What is the UK's new policy on EVs?

Announced in 2020, the 2030 ban was touted by then prime minister Boris Johnson, with whom Sunak has clashed, as a way to establish British global EV leadership. The UK goal was ahead of the 2035 ban in the European Union, where most British-made cars are sold.

"We should have been at 2035 from day one, but it moved because it's become part of a political debate," said Philip Nothard, UK insight and strategy director at car dealer services company Cox Automotive. "The timing sends the message that things can change again, making it difficult for companies to manage their investment strategies."

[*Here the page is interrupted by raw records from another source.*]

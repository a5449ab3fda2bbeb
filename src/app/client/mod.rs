//! HTTP client for the mainline kernel archive
//!
//! One request at a time, full bodies only. Any non-success status is turned
//! into an error; there is no retry.
//!
//! The module is organized into:
//! - `config`: HTTP client configuration and building
//! - this file: the client wrapper and URL joining

use reqwest::{Client, Response};
use url::Url;

use crate::errors::{DownloadError, DownloadResult};

pub mod config;

pub use config::ClientConfig;

/// HTTP client for fetching directory listings and package files
#[derive(Debug, Clone)]
pub struct ArchiveClient {
    client: Client,
}

impl ArchiveClient {
    /// Creates a client with default configuration
    ///
    /// # Errors
    ///
    /// Returns `DownloadError` if the underlying HTTP client cannot be built
    pub fn new() -> DownloadResult<Self> {
        Self::with_config(&ClientConfig::default())
    }

    /// Creates a client with custom configuration
    pub fn with_config(config: &ClientConfig) -> DownloadResult<Self> {
        let client = config.build_http_client()?;
        Ok(Self { client })
    }

    /// Performs a GET and rejects non-success responses
    ///
    /// # Errors
    ///
    /// Returns `DownloadError::Http` on transport failure and
    /// `DownloadError::ServerError` when the server answers with a
    /// non-success status
    pub async fn get_response(&self, url: &Url) -> DownloadResult<Response> {
        let response = self.client.get(url.as_str()).send().await?;

        if !response.status().is_success() {
            return Err(DownloadError::ServerError {
                status: response.status().as_u16(),
                url: url.to_string(),
            });
        }

        tracing::debug!("Successfully fetched response: {}", url);
        Ok(response)
    }

    /// Fetches a page body as text
    pub async fn get_page(&self, url: &Url) -> DownloadResult<String> {
        let response = self.get_response(url).await?;
        let text = response.text().await?;
        tracing::debug!("Fetched page {} ({} bytes)", url, text.len());
        Ok(text)
    }

    /// Fetches a response body as raw bytes
    pub async fn get_bytes(&self, url: &Url) -> DownloadResult<Vec<u8>> {
        let response = self.get_response(url).await?;
        let bytes = response.bytes().await?;
        Ok(bytes.to_vec())
    }
}

/// Join a base URL and path segments with exactly one `/` between each
///
/// Scraped folder hrefs may or may not end in `/`; separators at the edges of
/// every piece are trimmed before joining. With `directory` set the result
/// ends in `/`, which directory listings expect.
///
/// # Errors
///
/// Returns `DownloadError::InvalidUrl` if the joined string is not a URL
pub fn join_url(base: &str, segments: &[&str], directory: bool) -> DownloadResult<Url> {
    let mut joined = base.trim_end_matches('/').to_string();

    for segment in segments {
        let segment = segment.trim_matches('/');
        if segment.is_empty() {
            continue;
        }
        joined.push('/');
        joined.push_str(segment);
    }

    if directory {
        joined.push('/');
    }

    Url::parse(&joined).map_err(|e| DownloadError::InvalidUrl {
        url: joined.clone(),
        error: e.to_string(),
    })
}
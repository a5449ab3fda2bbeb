//! Command handlers for Kernel Fetcher CLI
//!
//! This module connects the parsed arguments and loaded configuration to the
//! fetch pipeline and reports the outcome to the user.

use std::time::Instant;

use tracing::info;

use crate::app::{Coordinator, RunOutcome};
use crate::cli::FetchArgs;
use crate::config::AppConfig;
use crate::errors::Result;

/// Handle a fetch run
///
/// Merges the command-line flags into the file configuration, runs the
/// pipeline and prints a short summary. Runs that find nothing to download
/// still succeed.
pub async fn handle_fetch(args: &FetchArgs, mut config: AppConfig) -> Result<()> {
    let start_time = Instant::now();

    args.apply_to(&mut config);
    let mut fetch_config = config.to_runtime_config()?;
    fetch_config.dry_run = args.dry_run;

    info!(
        "Looking for {} {} kernels >= {} (release candidates: {})",
        fetch_config.variant,
        fetch_config.arch,
        fetch_config.min_version,
        if fetch_config.include_rc {
            "included"
        } else {
            "excluded"
        }
    );

    let coordinator = Coordinator::from_config(fetch_config)?;
    let outcome = coordinator.run().await?;

    println!("{}", describe_outcome(&outcome));
    info!("Run finished in {:?}", start_time.elapsed());
    Ok(())
}

/// One-line, user-facing description of how a run ended
pub fn describe_outcome(outcome: &RunOutcome) -> String {
    match outcome {
        RunOutcome::NoFolder => "No matching kernel version found".to_string(),
        RunOutcome::NoFiles { selection } => format!(
            "Found {} but it has no matching packages",
            selection.version
        ),
        RunOutcome::DryRun { selection, files } => {
            let mut text = format!(
                "Would download {} files for {}:",
                files.len(),
                selection.version
            );
            for file in files {
                text.push_str("\n  ");
                text.push_str(file);
            }
            text
        }
        RunOutcome::DownloadAborted {
            selection,
            output_dir,
            reason,
        } => format!(
            "Skipped download of {}: {} ({})",
            selection.version,
            reason,
            output_dir.display()
        ),
        RunOutcome::Downloaded { selection, summary } => format!(
            "Downloaded {} files ({} bytes) for {} to {}",
            summary.files,
            summary.bytes,
            selection.version,
            summary.output_dir.display()
        ),
    }
}
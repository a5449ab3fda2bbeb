//! Core application logic for Kernel Fetcher
//!
//! This module contains the pipeline components: version parsing, link
//! extraction, the archive HTTP client, folder selection, package discovery,
//! downloading and the coordinator that runs them in order.
//!
//! # Examples
//!
//! ```rust,no_run
//! use kernel_fetcher::app::{select_from_links, extract_links, Version};
//!
//! let html = r#"<a href="v5.10.4/">v5.10.4/</a><a href="v5.11-rc1/">v5.11-rc1/</a>"#;
//! let links = extract_links(html);
//! let min = Version::parse("5.0").unwrap();
//!
//! if let Some(selection) = select_from_links(&links, &min, false) {
//!     println!("Latest: {} in {}", selection.version, selection.folder);
//! }
//! ```

pub mod client;
pub mod coordinator;
pub mod download;
pub mod links;
pub mod locator;
pub mod selector;
pub mod version;

// Re-export main public API
pub use client::{join_url, ArchiveClient, ClientConfig};
pub use coordinator::{Coordinator, RunOutcome};
pub use download::{download_all, prepare_output_dir, DownloadSummary};
pub use links::extract_links;
pub use locator::{filter_package_links, locate_files, Variant};
pub use selector::{
    evaluate_candidate, select_from_links, select_latest, Candidate, Selection, SkipReason,
};
pub use version::{host_kernel_version, Segment, Version};
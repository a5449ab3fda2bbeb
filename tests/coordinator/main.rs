//! Integration tests for the fetch pipeline
//!
//! These tests run the coordinator end to end against a local mock archive
//! laid out like the mainline kernel listing.

use std::path::Path;

use tempfile::TempDir;
use wiremock::matchers::{method, path};
use wiremock::{Mock, MockServer, ResponseTemplate};

use kernel_fetcher::app::{
    select_latest, ArchiveClient, ClientConfig, Coordinator, RunOutcome, Variant, Version,
};
use kernel_fetcher::config::FetchConfig;
use kernel_fetcher::AppError;

const GENERIC_DEB: &str = "linux-image-unsigned-5.10.4-051004-generic_5.10.4-051004.202012301142_amd64.deb";
const LOWLATENCY_DEB: &str = "linux-image-unsigned-5.10.4-051004-lowlatency_5.10.4-051004.202012301142_amd64.deb";
const ALL_DEB: &str = "linux-headers-5.10.4-051004_5.10.4-051004.202012301142_all.deb";

fn index_page() -> String {
    r#"<!DOCTYPE HTML PUBLIC "-//W3C//DTD HTML 3.2 Final//EN">
<html><head><title>Index of /~kernel-ppa/mainline</title></head>
<body>
<h1>Index of /~kernel-ppa/mainline</h1>
<table>
<tr><th><a href="?C=N;O=D">Name</a></th><th><a href="?C=M;O=A">Last modified</a></th></tr>
<tr><td><a href="/~kernel-ppa/">Parent Directory</a></td></tr>
<tr><td><a href="daily/">daily/</a></td></tr>
<tr><td><a href="v5.9.0/">v5.9.0/</a></td></tr>
<tr><td><a href="v5.10.4/">v5.10.4/</a></td></tr>
<tr><td><a href="v5.11-rc1/">v5.11-rc1/</a></td></tr>
<tr><td><a href="v5.4.86/">v5.4.86/</a></td></tr>
</table>
</body></html>"#
        .to_string()
}

fn arch_page() -> String {
    format!(
        r#"<html><body><table>
<tr><td><a href="/~kernel-ppa/mainline/v5.10.4/">Parent Directory</a></td></tr>
<tr><td><a href="CHECKSUMS">CHECKSUMS</a></td></tr>
<tr><td><a href="{generic}">{generic}</a></td></tr>
<tr><td><a href="{lowlatency}">{lowlatency}</a></td></tr>
<tr><td><a href="{all}">{all}</a></td></tr>
</table></body></html>"#,
        generic = GENERIC_DEB,
        lowlatency = LOWLATENCY_DEB,
        all = ALL_DEB,
    )
}

/// Create a configuration pointing at the mock archive
fn create_test_config(server: &MockServer, output_root: &Path) -> FetchConfig {
    FetchConfig {
        repository: format!("{}/mainline/", server.uri()),
        arch: "amd64".to_string(),
        min_version: Version::parse("5.0").unwrap(),
        include_rc: false,
        variant: Variant::Generic,
        output_root: output_root.to_path_buf(),
        dry_run: false,
        client: ClientConfig::default(),
    }
}

async fn mount_page(server: &MockServer, route: &str, body: String) {
    Mock::given(method("GET"))
        .and(path(route))
        .respond_with(ResponseTemplate::new(200).set_body_string(body))
        .mount(server)
        .await;
}

async fn mount_file(server: &MockServer, name: &str, body: &[u8], expected_calls: u64) {
    Mock::given(method("GET"))
        .and(path(format!("/mainline/v5.10.4/amd64/{}", name)))
        .respond_with(ResponseTemplate::new(200).set_body_bytes(body.to_vec()))
        .expect(expected_calls)
        .mount(server)
        .await;
}

/// Fail the test if anything outside the mounted routes is requested
async fn forbid_other_requests(server: &MockServer) {
    Mock::given(method("GET"))
        .respond_with(ResponseTemplate::new(404))
        .with_priority(10)
        .expect(0)
        .mount(server)
        .await;
}

#[tokio::test]
async fn test_full_pipeline_downloads_generic_packages() {
    let server = MockServer::start().await;
    mount_page(&server, "/mainline/", index_page()).await;
    mount_page(&server, "/mainline/v5.10.4/amd64/", arch_page()).await;
    mount_file(&server, GENERIC_DEB, b"generic image", 1).await;
    mount_file(&server, ALL_DEB, b"headers", 1).await;
    mount_file(&server, LOWLATENCY_DEB, b"lowlatency image", 0).await;

    let output = TempDir::new().unwrap();
    let coordinator = Coordinator::new(
        ArchiveClient::new().unwrap(),
        create_test_config(&server, output.path()),
    );

    let outcome = coordinator.run().await.unwrap();

    let (selection, summary) = match outcome {
        RunOutcome::Downloaded { selection, summary } => (selection, summary),
        other => panic!("Expected RunOutcome::Downloaded, got {:?}", other),
    };
    assert_eq!(selection.folder, "v5.10.4/");
    assert_eq!(summary.files, 2);

    let version_dir = output.path().join("v5.10.4");
    assert_eq!(summary.output_dir, version_dir);
    assert_eq!(
        std::fs::read(version_dir.join(GENERIC_DEB)).unwrap(),
        b"generic image"
    );
    assert_eq!(std::fs::read(version_dir.join(ALL_DEB)).unwrap(), b"headers");
    assert!(!version_dir.join(LOWLATENCY_DEB).exists());
}

#[tokio::test]
async fn test_low_latency_variant() {
    let server = MockServer::start().await;
    mount_page(&server, "/mainline/", index_page()).await;
    mount_page(&server, "/mainline/v5.10.4/amd64/", arch_page()).await;
    mount_file(&server, LOWLATENCY_DEB, b"lowlatency image", 1).await;
    mount_file(&server, ALL_DEB, b"headers", 1).await;
    mount_file(&server, GENERIC_DEB, b"generic image", 0).await;

    let output = TempDir::new().unwrap();
    let mut config = create_test_config(&server, output.path());
    config.variant = Variant::LowLatency;

    let outcome = Coordinator::new(ArchiveClient::new().unwrap(), config)
        .run()
        .await
        .unwrap();

    assert!(matches!(outcome, RunOutcome::Downloaded { .. }));
    assert!(output.path().join("v5.10.4").join(LOWLATENCY_DEB).exists());
}

/// An index without version folders ends the run before any other request
#[tokio::test]
async fn test_no_version_folders() {
    let server = MockServer::start().await;
    Mock::given(method("GET"))
        .and(path("/mainline/"))
        .respond_with(ResponseTemplate::new(200).set_body_string(
            r#"<html><body><a href="../">Parent</a><a href="daily/">daily/</a></body></html>"#,
        ))
        .expect(1)
        .mount(&server)
        .await;
    forbid_other_requests(&server).await;

    let output = TempDir::new().unwrap();
    let coordinator = Coordinator::new(
        ArchiveClient::new().unwrap(),
        create_test_config(&server, output.path()),
    );

    let outcome = coordinator.run().await.unwrap();
    assert_eq!(outcome, RunOutcome::NoFolder);
    assert_eq!(std::fs::read_dir(output.path()).unwrap().count(), 0);
}

#[tokio::test]
async fn test_minimum_above_every_folder() {
    let server = MockServer::start().await;
    mount_page(&server, "/mainline/", index_page()).await;
    forbid_other_requests(&server).await;

    let output = TempDir::new().unwrap();
    let mut config = create_test_config(&server, output.path());
    config.min_version = Version::parse("6.0").unwrap();
    config.include_rc = true;

    let outcome = Coordinator::new(ArchiveClient::new().unwrap(), config)
        .run()
        .await
        .unwrap();
    assert_eq!(outcome, RunOutcome::NoFolder);
}

#[tokio::test]
async fn test_release_candidate_selected_when_included() {
    let server = MockServer::start().await;
    mount_page(&server, "/mainline/", index_page()).await;
    mount_page(
        &server,
        "/mainline/v5.11-rc1/amd64/",
        "<html><body></body></html>".to_string(),
    )
    .await;
    forbid_other_requests(&server).await;

    let output = TempDir::new().unwrap();
    let mut config = create_test_config(&server, output.path());
    config.include_rc = true;

    let outcome = Coordinator::new(ArchiveClient::new().unwrap(), config)
        .run()
        .await
        .unwrap();

    match outcome {
        RunOutcome::NoFiles { selection } => assert_eq!(selection.folder, "v5.11-rc1/"),
        other => panic!("Expected RunOutcome::NoFiles, got {:?}", other),
    }
    assert!(!output.path().join("v5.11-rc1").exists());
}

#[tokio::test]
async fn test_existing_output_directory_aborts_download() {
    let server = MockServer::start().await;
    mount_page(&server, "/mainline/", index_page()).await;
    mount_page(&server, "/mainline/v5.10.4/amd64/", arch_page()).await;
    forbid_other_requests(&server).await;

    let output = TempDir::new().unwrap();
    let previous = output.path().join("v5.10.4");
    std::fs::create_dir(&previous).unwrap();
    std::fs::write(previous.join(GENERIC_DEB), b"from last run").unwrap();

    let coordinator = Coordinator::new(
        ArchiveClient::new().unwrap(),
        create_test_config(&server, output.path()),
    );
    let outcome = coordinator.run().await.unwrap();

    match outcome {
        RunOutcome::DownloadAborted { output_dir, .. } => assert_eq!(output_dir, previous),
        other => panic!("Expected RunOutcome::DownloadAborted, got {:?}", other),
    }
    assert_eq!(
        std::fs::read(previous.join(GENERIC_DEB)).unwrap(),
        b"from last run"
    );
}

#[tokio::test]
async fn test_uncreatable_output_directory_aborts_download() {
    let server = MockServer::start().await;
    mount_page(&server, "/mainline/", index_page()).await;
    mount_page(&server, "/mainline/v5.10.4/amd64/", arch_page()).await;
    forbid_other_requests(&server).await;

    let output = TempDir::new().unwrap();
    let missing_root = output.path().join("nope").join("deeper");

    let coordinator = Coordinator::new(
        ArchiveClient::new().unwrap(),
        create_test_config(&server, &missing_root),
    );
    let outcome = coordinator.run().await.unwrap();

    match outcome {
        RunOutcome::DownloadAborted {
            output_dir, reason, ..
        } => {
            assert_eq!(output_dir, missing_root.join("v5.10.4"));
            assert!(reason.starts_with("Unable to create output folder"));
        }
        other => panic!("Expected RunOutcome::DownloadAborted, got {:?}", other),
    }
    assert!(!output.path().join("nope").exists());
}

#[tokio::test]
async fn test_dry_run_lists_without_downloading() {
    let server = MockServer::start().await;
    mount_page(&server, "/mainline/", index_page()).await;
    mount_page(&server, "/mainline/v5.10.4/amd64/", arch_page()).await;
    forbid_other_requests(&server).await;

    let output = TempDir::new().unwrap();
    let mut config = create_test_config(&server, output.path());
    config.dry_run = true;

    let outcome = Coordinator::new(ArchiveClient::new().unwrap(), config)
        .run()
        .await
        .unwrap();

    match outcome {
        RunOutcome::DryRun { files, .. } => {
            assert_eq!(files, vec![GENERIC_DEB.to_string(), ALL_DEB.to_string()])
        }
        other => panic!("Expected RunOutcome::DryRun, got {:?}", other),
    }
    assert!(!output.path().join("v5.10.4").exists());
}

#[tokio::test]
async fn test_index_server_error_fails_run() {
    let server = MockServer::start().await;
    Mock::given(method("GET"))
        .and(path("/mainline/"))
        .respond_with(ResponseTemplate::new(503))
        .mount(&server)
        .await;

    let output = TempDir::new().unwrap();
    let coordinator = Coordinator::new(
        ArchiveClient::new().unwrap(),
        create_test_config(&server, output.path()),
    );

    let result = coordinator.run().await;
    assert!(matches!(result, Err(AppError::Download(_))));
}

#[tokio::test]
async fn test_selection_is_idempotent_against_static_page() {
    let server = MockServer::start().await;
    mount_page(&server, "/mainline/", index_page()).await;

    let output = TempDir::new().unwrap();
    let config = create_test_config(&server, output.path());
    let client = ArchiveClient::new().unwrap();

    let first = select_latest(&client, &config).await.unwrap();
    let second = select_latest(&client, &config).await.unwrap();

    assert_eq!(first, second);
    assert_eq!(first.unwrap().version, Version::parse("5.10.4").unwrap());
}

/// Repository roots with and without a trailing slash reach the same URLs
#[tokio::test]
async fn test_repository_without_trailing_slash() {
    let server = MockServer::start().await;
    mount_page(&server, "/mainline/", index_page()).await;
    mount_page(&server, "/mainline/v5.10.4/amd64/", arch_page()).await;
    forbid_other_requests(&server).await;

    let output = TempDir::new().unwrap();
    let mut config = create_test_config(&server, output.path());
    config.repository = format!("{}/mainline", server.uri());
    config.dry_run = true;

    let outcome = Coordinator::new(ArchiveClient::new().unwrap(), config)
        .run()
        .await
        .unwrap();
    assert!(matches!(outcome, RunOutcome::DryRun { .. }));
}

Already the 2030 deadline had some flexibility.

In the government's original proposal, under a zero emission vehicle (ZEV) mandate on how many EVs carmakers have to sell, 80 per cent of new cars sold in the UK would be fully electric by 2030 - with low emission hybrids allowed until 2035.

Under the new mandate that the government could make public as early as this week, the 80 per cent 2030 electric target should remain - with the other 20 per cent a mixture of fossil fuel models and hybrids until 2035.

Will the UK's delayed fossil fuel car ban hurt the EV industry?

While some carmakers have complained, Jaguar Land Rover said it "looks forward to the certainty the ZEV Mandate will bring."

In 2022, around 1.6 million new cars were sold in Britain, just 2 per cent of global sales, meaning the country has little impact on overall figures.

Global carmakers have already bet big on electric - partly because it is too expensive to make combustion engine cars while also investing heavily in EVs.

Britain's delay "won't make much of a difference," said Andy Leyland, managing director of Supply Chain Insights. "Legacy automotive needs to go full electric to be able to compete on cost with Tesla and Chinese producers."

Last week Volvo Cars said it would cease making diesel models in early 2024 as part of plans to go all-electric by 2030. Both Stellantis and Ford have committed to going 100 per cent electric in Europe by 2030.

The result will be a reduced selection of fossil fuel models.

Adrian Keen, CEO at UK rapid public EV charger company InstaVolt, operates 1,250 chargers and as EV prices fall, he expects consumers to keep buying them. So InstaVolt's plans for 10,000 chargers by 2030 remain unchanged.

"For us, it's business as usual," Keen said.


Britain's lack of long-term plan could hurt economy

But Andy Palmer, former CEO of Aston Martin, interpreted the delay as the latest sign the UK government lacks a long-term plan.

Palmer is chairman of Slovak EV battery startup Inobat, which was considering building battery plant in Britain, but is "focusing our attentions on Spain right now" because of its long-term industrial strategy and investor focus.

"In Britain, there's no industrial strategy, no intent for industrial strategy and no desire for an industrial strategy," Palmer said.

Meanwhile, Britain faces a looming 'rules of origins' problem with its Brexit trade deal that could mean 10 per cent tariffs imposed on EVs between Britain and the EU in 2024, a deal the EU shows little interest in changing.

"The UK [fossil fuel ban] delay is not a good sign in terms of stability, but they have realigned with EU regulation," said Denis Schemoul, director of European vehicle forecasting at S&P Global Mobility. "But the implications of the rules of origin are much more immediate."